Hydrogen can be a good alternative to fossil fuels under the conditions of world's crisis as an effective energy carrier derived from renewable resources. Among all the known methods of hydrogen production, water electrolysis gives the ecologically purest hydrogen, so it is of importance to maximize the efficiency of this process. The authors consider the influence of plasma sprayed Ni-Al protective coating of 316L steel anode-cathode electrodes in DC electrolysis.
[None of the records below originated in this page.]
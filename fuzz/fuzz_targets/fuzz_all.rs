#![no_main]
use libfuzzer_sys::fuzz_target;
use std::io::Cursor;
use xlshaper::Xlsx;

fuzz_target!(|data: &[u8]| {
    let mut workbook = match Xlsx::new(Cursor::new(data)) {
        Ok(excel) => excel,
        Err(_) => return,
    };
    let count = workbook.sheet_names().len();
    for idx in 0..count {
        if let Ok(rows) = workbook.rows_by_index(idx) {
            rows.iter().map(|r| r.len()).sum::<usize>();
        }
        let _ = workbook.rows_by_header(idx);
        let _ = workbook.tables(idx);
    }
});
//! Header key normalization

/// Canonicalizes a header (or field name) into a lookup key.
///
/// Leading and trailing whitespace is stripped, internal whitespace removed and
/// the text lowercased. The mapping does not depend on any locale, so
/// `normalize(normalize(s)) == normalize(s)` for every input.
///
/// ```
/// use xlshaper::normalize;
///
/// assert_eq!(normalize(" First Name "), "firstname");
/// assert_eq!(normalize("FIRSTNAME"), normalize("first name"));
/// ```
pub fn normalize(s: &str) -> String {
    s.chars()
        .filter(|c| !c.is_whitespace())
        .flat_map(char::to_lowercase)
        .collect()
}
/// Resolves a relationship target relative to the folder of its source part
fn resolve_target(base_folder: &str, target: &str) -> String {
    if let Some(absolute) = target.strip_prefix('/') {
        return absolute.to_string();
    }
    let mut parts: Vec<&str> = base_folder.split('/').filter(|p| !p.is_empty()).collect();
    for segment in target.split('/') {
        match segment {
            ".." => {
                parts.pop();
            }
            "." | "" => (),
            s => parts.push(s),
        }
    }
    parts.join("/")
}

/// Buffers a package part and wraps it in an xml reader
fn xml_reader<RS: Read + Seek>(
    zip: &mut ZipArchive<RS>,
    path: &str,
) -> Option<Result<XlReader, XlsxError>> {
    let actual_path = zip
        .file_names()
        .find(|n| n.eq_ignore_ascii_case(path))?
        .to_owned();
    let mut data = Vec::new();
    match zip.by_name(&actual_path) {
        Ok(mut f) => {
            if let Err(e) = f.read_to_end(&mut data) {
                return Some(Err(e.into()));
            }
        }
        Err(ZipError::FileNotFound) => return None,
        Err(e) => return Some(Err(e.into())),
    }
    let mut r = XmlReader::from_reader(Cursor::new(data));
    let config = r.config_mut();
    config.check_end_names = false;
    config.trim_text(false);
    config.check_comments = false;
    config.expand_empty_elements = true;
    Some(Ok(r))
}

/// Reads a plain or rich text string up to the `closing` element.
///
/// Text of all `<t>` runs is concatenated, phonetic runs (`<rPh>`) are skipped.
pub(crate) fn read_string(
    xml: &mut XlReader,
    closing: &[u8],
    buf: &mut Vec<u8>,
) -> Result<String, XlsxError> {
    let mut value = String::new();
    let mut in_text = false;
    let mut is_phonetic_text = false;
    loop {
        buf.clear();
        match xml.read_event_into(buf)? {
            Event::Start(ref e) => match e.local_name().as_ref() {
                b"t" => in_text = true,
                b"rPh" => is_phonetic_text = true,
                _ => (),
            },
            Event::End(ref e) => match e.local_name().as_ref() {
                b"t" => in_text = false,
                b"rPh" => is_phonetic_text = false,
                n if n == closing => return Ok(value),
                _ => (),
            },
            Event::Text(ref t) if in_text && !is_phonetic_text => value.push_str(&t.unescape()?),
            Event::CData(ref t) if in_text && !is_phonetic_text => {
                value.push_str(&String::from_utf8_lossy(t))
            }
            Event::Eof => return Err(XlsxError::XmlEof("si")),
            _ => (),
        }
    }
}

/// Converts a text range name into its position (row, column) (0 based index).
/// If the row or column component in the range is missing, an Error is returned.
pub(crate) fn get_row_column(range: &[u8]) -> Result<(u32, u32), XlsxError> {
    let (row, col) = get_row_and_optional_column(range)?;
    let col = col.ok_or(XlsxError::RangeWithoutColumnComponent)?;
    Ok((row, col))
}

fn get_row_and_optional_column(range: &[u8]) -> Result<(u32, Option<u32>), XlsxError> {
    let (mut row, mut col) = (0u32, 0u32);
    let mut pow = 1u32;
    let mut readrow = true;
    for c in range.iter().rev() {
        match *c {
            c @ b'0'..=b'9' => {
                if readrow {
                    row = row
                        .checked_add(((c - b'0') as u32).saturating_mul(pow))
                        .ok_or(XlsxError::Unexpected("row number overflow"))?;
                    pow = pow.saturating_mul(10);
                } else {
                    return Err(XlsxError::NumericColumn(c));
                }
            }
            c @ (b'A'..=b'Z' | b'a'..=b'z') => {
                if readrow {
                    if row == 0 {
                        return Err(XlsxError::RangeWithoutRowComponent);
                    }
                    pow = 1;
                    readrow = false;
                }
                let digit = (c.to_ascii_uppercase() - b'A') as u32 + 1;
                col = col
                    .checked_add(digit.saturating_mul(pow))
                    .ok_or(XlsxError::Unexpected("column number overflow"))?;
                pow = pow.saturating_mul(26);
            }
            _ => return Err(XlsxError::Alphanumeric(*c)),
        }
    }
    let row = row
        .checked_sub(1)
        .ok_or(XlsxError::RangeWithoutRowComponent)?;
    Ok((row, col.checked_sub(1)))
}

/// Convert the integer to Excelsheet column title.
/// If the column number not in 1~16384, an Error is returned.
pub(crate) fn column_number_to_name(num: u32) -> Result<String, XlsxError> {
    if num >= MAX_COLUMNS {
        return Err(XlsxError::Unexpected("column number overflow"));
    }
    let mut col: Vec<u8> = Vec::new();
    let mut num = num + 1;
    while num > 0 {
        let integer = ((num - 1) % 26 + 65) as u8;
        col.push(integer);
        num = (num - 1) / 26;
    }
    col.reverse();
    Ok(col.into_iter().map(char::from).collect())
}

/// Convert a cell coordinate to Excelsheet cell name.
/// If the column number not in 1~16384, an Error is returned.
pub(crate) fn coordinate_to_name(cell: (u32, u32)) -> Result<String, XlsxError> {
    Ok(format!("{}{}", column_number_to_name(cell.1)?, cell.0 + 1))
}
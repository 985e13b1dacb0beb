//! Row extraction, positional or keyed by the header row

use std::collections::HashMap;
use std::io::{Read, Seek};

use log::{debug, trace, warn};

use crate::errors::{Error, LookupError};
use crate::key::normalize;
use crate::record::{materialize, PropertyMap, Record};
use crate::xlsx::{Xlsx, XlsxRowReader};
use crate::ReadOptions;

/// A data row keyed by normalized header
pub type RowMapping = HashMap<String, String>;

impl<RS: Read + Seek> Xlsx<RS> {
    /// Reads every row of a sheet as strings, header row included
    pub fn rows_by_index(&mut self, sheet_index: usize) -> Result<Vec<Vec<String>>, Error> {
        self.rows_by_index_with(sheet_index, |_, row| Some(row))
    }

    /// Reads every row of a sheet through `f`, which gets the row position
    /// and its resolved cells. Rows for which `f` returns `None` are skipped.
    pub fn rows_by_index_with<T, F>(&mut self, sheet_index: usize, mut f: F) -> Result<Vec<T>, Error>
    where
        F: FnMut(usize, Vec<String>) -> Option<T>,
    {
        let mut rows = self.sheet_rows(sheet_index)?;
        let strings = self.shared_strings();
        let mut out = Vec::new();
        let mut position = 0;
        while let Some(cells) = rows.next_row()? {
            let row = cells
                .iter()
                .map(|c| c.resolve(strings).map(str::to_owned))
                .collect::<Result<Vec<_>, _>>()?;
            match f(position, row) {
                Some(v) => out.push(v),
                None => trace!("skipping row {position}"),
            }
            position += 1;
        }
        debug!("read {position} rows from sheet {sheet_index}, kept {}", out.len());
        Ok(out)
    }

    /// Reads the data rows of a sheet, keyed by the normalized header row
    ///
    /// Data rows shorter than the header have no entry for their missing cells.
    pub fn rows_by_header(&mut self, sheet_index: usize) -> Result<Vec<RowMapping>, Error> {
        self.rows_by_header_with(sheet_index, Some)
    }

    /// Reads the data rows of a sheet through `f`
    pub fn rows_by_header_with<T, F>(&mut self, sheet_index: usize, mut f: F) -> Result<Vec<T>, Error>
    where
        F: FnMut(RowMapping) -> Option<T>,
    {
        self.header_rows(sheet_index, |_, row| Ok(f(row)))
    }

    /// Reads the data rows of a sheet into typed records
    pub fn records<T: Record>(&mut self, options: &ReadOptions) -> Result<Vec<T>, Error> {
        let mut map: Option<PropertyMap<T>> = None;
        self.header_rows(options.get_sheet_index(), |headers, row| {
            let map = map.get_or_insert_with(|| PropertyMap::build(headers));
            materialize(map, &row, options).map(Some)
        })
    }

    fn sheet_rows(&mut self, sheet_index: usize) -> Result<XlsxRowReader, Error> {
        let count = self.sheet_names().len();
        if sheet_index >= count {
            return Err(LookupError::Worksheet {
                idx: sheet_index,
                count,
            }
            .into());
        }
        Ok(self.worksheet_rows(sheet_index)?)
    }

    fn header_rows<T, F>(&mut self, sheet_index: usize, mut f: F) -> Result<Vec<T>, Error>
    where
        F: FnMut(&[String], RowMapping) -> Result<Option<T>, Error>,
    {
        let mut rows = self.sheet_rows(sheet_index)?;
        let strings = self.shared_strings();
        let headers = match rows.next_row()? {
            Some(cells) => cells
                .iter()
                .map(|c| c.resolve(strings).map(normalize))
                .collect::<Result<Vec<_>, _>>()?,
            None => return Ok(Vec::new()),
        };
        for (i, h) in headers.iter().enumerate() {
            if headers[..i].contains(h) {
                warn!("duplicate header '{h}' in column {i}, keeping first column");
            }
        }

        let mut out = Vec::new();
        let mut position = 0;
        while let Some(cells) = rows.next_row()? {
            position += 1;
            if cells.len() > headers.len() {
                debug!(
                    "row {position} has {} cells beyond the header, ignoring them",
                    cells.len() - headers.len()
                );
            }
            let mut mapping = RowMapping::with_capacity(cells.len().min(headers.len()));
            for (key, cell) in headers.iter().zip(cells.iter()) {
                if !mapping.contains_key(key) {
                    mapping.insert(key.clone(), cell.resolve(strings)?.to_owned());
                }
            }
            match f(&headers, mapping)? {
                Some(v) => out.push(v),
                None => trace!("skipping row {position}"),
            }
        }
        debug!("read {position} data rows from sheet {sheet_index}, kept {}", out.len());
        Ok(out)
    }
}

#[cfg(test)]
mod tests {
    use super::*;
    use crate::xlsx::write_package;
    use std::io::Cursor;

    fn strings(values: &[&str]) -> Vec<String> {
        values.iter().map(|s| s.to_string()).collect()
    }

    fn workbook(header: &[&str], rows: &[&[&str]]) -> Xlsx<Cursor<Vec<u8>>> {
        let rows: Vec<_> = rows.iter().map(|r| strings(r)).collect();
        let data = write_package(Cursor::new(Vec::new()), "Sheet1", &strings(header), &rows)
            .unwrap()
            .into_inner();
        Xlsx::new(Cursor::new(data)).unwrap()
    }

    #[test]
    fn test_rows_by_index() {
        let mut xlsx = workbook(&["Id", "Name"], &[&["1", "Ann"], &["2", "Bob"]]);
        let rows = xlsx.rows_by_index(0).unwrap();
        assert_eq!(rows.len(), 3);
        assert_eq!(rows[0], ["Id", "Name"]);
        assert_eq!(rows[2], ["2", "Bob"]);

        let names = xlsx
            .rows_by_index_with(0, |i, row| (i > 0).then(|| row[1].clone()))
            .unwrap();
        assert_eq!(names, ["Ann", "Bob"]);
    }

    #[test]
    fn test_rows_by_header() {
        let mut xlsx = workbook(
            &["First Name", "AGE", "First Name"],
            &[&["Ann", "31", "shadowed"], &["Bob", "", "x"]],
        );
        let rows = xlsx.rows_by_header(0).unwrap();
        assert_eq!(rows.len(), 2);
        assert_eq!(rows[0]["firstname"], "Ann");
        assert_eq!(rows[0]["age"], "31");
        assert_eq!(rows[0].len(), 2);
        assert_eq!(rows[1]["age"], "");

        let adults = xlsx
            .rows_by_header_with(0, |row| {
                let age: u32 = row.get("age")?.parse().ok()?;
                (age >= 18).then(|| row["firstname"].clone())
            })
            .unwrap();
        assert_eq!(adults, ["Ann"]);
    }

    #[test]
    fn test_sheet_out_of_range() {
        let mut xlsx = workbook(&["Id"], &[]);
        assert!(xlsx.rows_by_header(0).unwrap().is_empty());
        match xlsx.rows_by_index(1) {
            Err(Error::Lookup(LookupError::Worksheet { idx, count })) => {
                assert_eq!((idx, count), (1, 1));
            }
            r => panic!("expecting a lookup error, got {r:?}"),
        }
    }
}
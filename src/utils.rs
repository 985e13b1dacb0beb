//! Internal module providing handy macros

macro_rules! from_err {
    ($from:ty, $to:tt, $var:tt) => {
        impl From<$from> for $to {
            fn from(e: $from) -> $to {
                $to::$var(e)
            }
        }
    };
}
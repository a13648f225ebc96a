use std::collections::VecDeque;
use std::fmt;
use std::sync::{Mutex, PoisonError};
use std::time::{Duration, Instant};

use async_trait::async_trait;
use deadpool_postgres::Pool;
use tokio_postgres::SimpleQueryMessage;
use tracing::{debug, error};

use super::query::{is_select, BackendError, RawColumn, RawResult};

/// Connection failures are logged at most this often.
const CONNECT_ERROR_INTERVAL: Duration = Duration::from_secs(300);

/// Runs one SQL statement and hands back text rows.
#[async_trait]
pub trait Executor: Send + Sync {
    async fn execute(&self, sql: &str) -> Result<RawResult, BackendError>;
}

/// Executes statements on pooled PostgreSQL connections, one connection per
/// statement.
pub struct PgExecutor {
    pool: Pool,
    last_connect_error: Mutex<Option<Instant>>,
}

impl PgExecutor {
    pub fn new(pool: Pool) -> Self {
        Self {
            pool,
            last_connect_error: Mutex::new(None),
        }
    }

    fn connection_failed(&self, err: &dyn fmt::Display) -> BackendError {
        let now = Instant::now();
        let mut last = self
            .last_connect_error
            .lock()
            .unwrap_or_else(PoisonError::into_inner);
        if last.map_or(true, |at| now.duration_since(at) >= CONNECT_ERROR_INTERVAL) {
            error!("failed to connect to PostgreSQL: {}", err);
            *last = Some(now);
        }
        BackendError::connection(format!("failed to connect to PostgreSQL: {}", err))
    }
}

#[async_trait]
impl Executor for PgExecutor {
    async fn execute(&self, sql: &str) -> Result<RawResult, BackendError> {
        let start = Instant::now();
        let client = self
            .pool
            .get()
            .await
            .map_err(|e| self.connection_failed(&e))?;

        let result = if is_select(sql) {
            // Column type OIDs come from the prepared statement, values from
            // the text protocol.
            let statement = client
                .prepare(sql)
                .await
                .map_err(|e| BackendError::from_pg_error(&e, sql))?;
            let columns = statement
                .columns()
                .iter()
                .map(|c| RawColumn::new(c.name(), c.type_().oid()))
                .collect();
            let messages = client
                .simple_query(sql)
                .await
                .map_err(|e| BackendError::from_pg_error(&e, sql))?;
            let rows = messages
                .iter()
                .filter_map(|message| match message {
                    SimpleQueryMessage::Row(row) => Some(
                        (0..row.len())
                            .map(|i| row.get(i).map(str::to_string))
                            .collect(),
                    ),
                    _ => None,
                })
                .collect();
            RawResult {
                columns,
                rows,
                affected: 0,
            }
        } else {
            let messages = client
                .simple_query(sql)
                .await
                .map_err(|e| BackendError::from_pg_error(&e, sql))?;
            let affected = messages
                .iter()
                .map(|message| match message {
                    SimpleQueryMessage::CommandComplete(n) => *n,
                    _ => 0,
                })
                .sum();
            RawResult::affected(affected)
        };

        debug!(
            elapsed_ms = start.elapsed().as_millis() as u64,
            rows = result.rows.len(),
            affected = result.affected,
            "statement complete"
        );
        Ok(result)
    }
}

/// In-memory executor: records every statement and replays scripted results.
///
/// Statements with nothing scripted get an empty result. Used for dry runs
/// and tests.
#[derive(Debug, Default)]
pub struct RecordingExecutor {
    statements: Mutex<Vec<String>>,
    responses: Mutex<VecDeque<Result<RawResult, BackendError>>>,
}

impl RecordingExecutor {
    pub fn new() -> Self {
        Self::default()
    }

    /// Queues the result for the next unanswered statement.
    pub fn respond(&self, result: RawResult) -> &Self {
        self.push(Ok(result))
    }

    /// Queues a failure for the next unanswered statement.
    pub fn fail(&self, err: BackendError) -> &Self {
        self.push(Err(err))
    }

    fn push(&self, response: Result<RawResult, BackendError>) -> &Self {
        self.responses
            .lock()
            .unwrap_or_else(PoisonError::into_inner)
            .push_back(response);
        self
    }

    /// Every statement executed so far, in order.
    pub fn statements(&self) -> Vec<String> {
        self.statements
            .lock()
            .unwrap_or_else(PoisonError::into_inner)
            .clone()
    }
}

#[async_trait]
impl Executor for RecordingExecutor {
    async fn execute(&self, sql: &str) -> Result<RawResult, BackendError> {
        self.statements
            .lock()
            .unwrap_or_else(PoisonError::into_inner)
            .push(sql.to_string());
        self.responses
            .lock()
            .unwrap_or_else(PoisonError::into_inner)
            .pop_front()
            .unwrap_or_else(|| Ok(RawResult::default()))
    }
}

#[cfg(test)]
mod tests {
    use super::*;
    use crate::db::query::ErrorCategory;

    #[tokio::test]
    async fn test_recording_executor_replays_in_order() {
        let exec = RecordingExecutor::new();
        exec.respond(RawResult::affected(2))
            .fail(BackendError::new(ErrorCategory::Semantic, "no such table"));

        assert_eq!(exec.execute("DELETE FROM t;").await.unwrap().affected, 2);
        let err = exec.execute("SELECT * FROM missing;").await.unwrap_err();
        assert_eq!(err.message, "no such table");
        assert_eq!(exec.execute("SELECT 1;").await.unwrap(), RawResult::default());
        assert_eq!(
            exec.statements(),
            vec!["DELETE FROM t;", "SELECT * FROM missing;", "SELECT 1;"]
        );
    }
}
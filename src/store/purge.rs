use serde::Serialize;
use tracing::{info, warn};

use super::{tag, Storage, StoreError};
use crate::db::{BackendError, ErrorCategory, Executor};

/// Purge behaviour bits.
#[derive(Debug, Clone, Copy, PartialEq, Eq, Default)]
pub struct PurgeFlags(u32);

impl PurgeFlags {
    /// Keep readings that have not been sent yet.
    pub const RETAIN_UNSENT: PurgeFlags = PurgeFlags(0x01);

    pub fn from_bits(bits: u32) -> Self {
        PurgeFlags(bits)
    }

    pub fn bits(self) -> u32 {
        self.0
    }

    pub fn retain_unsent(self) -> bool {
        self.0 & Self::RETAIN_UNSENT.0 != 0
    }
}

#[derive(Debug, Clone, Copy, PartialEq, Eq)]
pub enum PurgeStep {
    OldestAge,
    CountUnsentPurged,
    Delete,
    CountUnsentRetained,
    CountReadings,
}

/// A counting step that failed without aborting the purge.
#[derive(Debug, Clone)]
pub struct PurgeFailure {
    pub step: PurgeStep,
    pub error: BackendError,
}

#[derive(Debug, Clone, Default, Serialize)]
#[serde(rename_all = "camelCase")]
pub struct PurgeSummary {
    pub removed: u64,
    pub unsent_purged: u64,
    pub unsent_retained: u64,
    pub readings: u64,
    #[serde(skip)]
    pub failures: Vec<PurgeFailure>,
}

impl<E: Executor> Storage<E> {
    /// Deletes readings older than `age` hours.
    ///
    /// An age of zero purges relative to the oldest reading. With
    /// [`PurgeFlags::RETAIN_UNSENT`] only readings with an id below `sent`
    /// are removed. Only a failed delete fails the purge; a failed count
    /// reports zero and is listed in [`PurgeSummary::failures`].
    pub async fn purge_readings(
        &self,
        age: u64,
        flags: PurgeFlags,
        sent: u64,
    ) -> Result<PurgeSummary, StoreError> {
        let mut summary = PurgeSummary::default();

        let age = if age == 0 {
            let sql = self.compiler().oldest_reading_age();
            let raw = self.run(tag::PURGE, &sql).await?;
            match raw.first_value() {
                // empty table
                None => return Ok(summary),
                Some(hours) => parse_hours(hours)?,
            }
        } else {
            age
        };

        if !flags.retain_unsent() {
            let sql = self.compiler().count_unsent_older(age, sent);
            summary.unsent_purged = self.count(PurgeStep::CountUnsentPurged, &sql, &mut summary.failures).await;
        }

        let sql = self.compiler().purge_older(age, flags.retain_unsent(), sent);
        summary.removed = self.run(tag::PURGE, &sql).await?.affected;

        let sql = self.compiler().count_unsent(sent);
        summary.unsent_retained = self.count(PurgeStep::CountUnsentRetained, &sql, &mut summary.failures).await;

        let sql = self.compiler().count_readings();
        summary.readings = self.count(PurgeStep::CountReadings, &sql, &mut summary.failures).await;

        info!(
            age,
            removed = summary.removed,
            unsent_purged = summary.unsent_purged,
            unsent_retained = summary.unsent_retained,
            readings = summary.readings,
            "purge complete"
        );
        Ok(summary)
    }

    async fn count(&self, step: PurgeStep, sql: &str, failures: &mut Vec<PurgeFailure>) -> u64 {
        match self.run(tag::PURGE, sql).await {
            Ok(raw) => raw
                .first_value()
                .and_then(|v| v.parse::<u64>().ok())
                .unwrap_or(0),
            Err(error) => {
                warn!(?step, "purge count failed: {}", error);
                failures.push(PurgeFailure { step, error });
                0
            }
        }
    }
}

/// The oldest-age query yields fractional hours.
fn parse_hours(text: &str) -> Result<u64, StoreError> {
    match text.trim().parse::<f64>() {
        Ok(hours) if hours.is_finite() && hours >= 0.0 => Ok(hours as u64),
        _ => Err(BackendError::new(
            ErrorCategory::Unknown,
            format!("unexpected reading age {:?}", text),
        )
        .into()),
    }
}
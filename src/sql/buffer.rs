//! Chunked SQL text accumulator.

use std::fmt::Write as _;

use super::literal::{escape, is_function_call, FunctionCalls, Literal};

const CHUNK_SIZE: usize = 1024;

/// Append-only text builder for SQL statements.
///
/// Statements are assembled from many small fragments, so text is collected
/// in fixed-capacity chunks and copied into one contiguous `String` only once,
/// by [`SqlBuffer::coalesce`]. `coalesce` consumes the buffer.
#[derive(Debug, Default)]
pub struct SqlBuffer {
    chunks: Vec<String>,
    len: usize,
}

impl SqlBuffer {
    pub fn new() -> Self {
        Self::default()
    }

    pub fn is_empty(&self) -> bool {
        self.len == 0
    }

    pub fn len(&self) -> usize {
        self.len
    }

    fn tail(&mut self, additional: usize) -> &mut String {
        let needs_chunk = match self.chunks.last() {
            Some(last) => last.capacity() - last.len() < additional,
            None => true,
        };
        if needs_chunk {
            self.chunks
                .push(String::with_capacity(CHUNK_SIZE.max(additional)));
        }
        self.len += additional;
        // A chunk was pushed above when the list was empty.
        let last = self.chunks.len() - 1;
        &mut self.chunks[last]
    }

    pub fn push_str(&mut self, s: &str) -> &mut Self {
        if !s.is_empty() {
            self.tail(s.len()).push_str(s);
        }
        self
    }

    pub fn push(&mut self, c: char) -> &mut Self {
        self.tail(c.len_utf8()).push(c);
        self
    }

    pub fn push_int(&mut self, value: i64) -> &mut Self {
        let mut digits = String::with_capacity(20);
        let _ = write!(digits, "{}", value);
        self.push_str(&digits)
    }

    pub fn push_uint(&mut self, value: u64) -> &mut Self {
        let mut digits = String::with_capacity(20);
        let _ = write!(digits, "{}", value);
        self.push_str(&digits)
    }

    /// Rust float formatting is locale independent and round-trips exactly.
    pub fn push_float(&mut self, value: f64) -> &mut Self {
        let mut digits = String::with_capacity(24);
        let _ = write!(digits, "{}", value);
        self.push_str(&digits)
    }

    /// Appends a double-quoted identifier, doubling embedded quotes.
    pub fn push_identifier(&mut self, name: &str) -> &mut Self {
        self.push('"');
        if name.contains('"') {
            self.push_str(&name.replace('"', "\"\""));
        } else {
            self.push_str(name);
        }
        self.push('"')
    }

    /// Appends `'text'` with embedded single quotes doubled.
    pub fn push_quoted(&mut self, text: &str) -> &mut Self {
        self.push('\'');
        self.push_str(&escape(text));
        self.push('\'')
    }

    /// Appends a literal value.
    ///
    /// With [`FunctionCalls::Verbatim`], a string shaped like `name(...)` is
    /// emitted as SQL rather than as a quoted string.
    pub fn push_literal(&mut self, literal: &Literal<'_>, calls: FunctionCalls) -> &mut Self {
        match literal {
            Literal::Null => self.push_str("NULL"),
            Literal::Bool(true) => self.push_str("TRUE"),
            Literal::Bool(false) => self.push_str("FALSE"),
            Literal::Int(i) => self.push_int(*i),
            Literal::UInt(u) => self.push_uint(*u),
            Literal::Float(f) => self.push_float(*f),
            Literal::Str(s) => {
                if calls == FunctionCalls::Verbatim && is_function_call(s) {
                    self.push_str(s)
                } else {
                    self.push_quoted(s)
                }
            }
            Literal::Object(value) => self.push_quoted(&value.to_string()),
        }
    }

    /// Appends the contents of another buffer.
    pub fn append(&mut self, other: SqlBuffer) -> &mut Self {
        for chunk in other.chunks {
            self.push_str(&chunk);
        }
        self
    }

    /// Materializes the statement as one contiguous string.
    pub fn coalesce(self) -> String {
        let mut out = String::with_capacity(self.len);
        for chunk in &self.chunks {
            out.push_str(chunk);
        }
        out
    }
}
In a long-term (24 h) process the anode corrodes strongly, losing Cr and Ni ions which are transferred to the electrolyte, while only minor corrosion of the cathode occurs. At the same time, the composition of anode and cathode electrodes protected by Ni-Al coating changes only slightly during a prolonged electrolysis. As the voltammetry and Tafel plots evidence, the Ni-Al coating protects both the anode and cathode from the corrosion and reduces the potential of hydrogen evolution. The results obtained show that such a coating works best in the case of steel electrodes.

Kopsavilkums

Darbā pētīts, kā līdzstrāvas elektrolīzē tērauda 316L elektrodus (anods un katods) ietekmē ar plazmas izputināšanas metodi iegūts Ni-Al pārklājums. Tikko uznestam pārklājumam ir mikrostrukturēta virsma, kas kodināšanas laikā mainās, gan pēc reljefa, gan elementu sastāva. Veicot ilgstošu (24 stundas elektrolīzi), atrasts, ka tikai tērauda elektrods anoda lomā intensīvi korodē un zaudē hroma un niķeļa jonus, kas pāriet elektrolītā, turpretī katods mainās relatīvi maz. Pārklājums Ni-Al pēc uznešanas tiek kodināts karstā sārmā, kad tiek izšķīdināta daļa sastāvā esošo elementu (Al, Si, Cd), bet ilgstošas elektrolīzes laikā pārklājuma sastāvs mainās maz gan anodam, gan katodam. Elektrodu elektroķīmiskie raksturlielumi noteikti ar voltamperometrijas un Tāfeļa līkņu analīzes metodēm. Atrasts, ka Ni-Al pārklājums aizsargā gan anodu, gan katodu no korozijas un samazina ūdeņraža izdalīšanās potenciālu, lai gan ilgstošas elektrolīzes laikā katoda pārklājumā parādās plaisas. No iegūtajiem rezultātiem ieteikts reālai elektrolīzes šūnai par anodu un katodu izmantot tēraudu, kas pārklāts ar plazmas izputināšanas metodē iegūtu Ni-Al aizsargpārklājumu.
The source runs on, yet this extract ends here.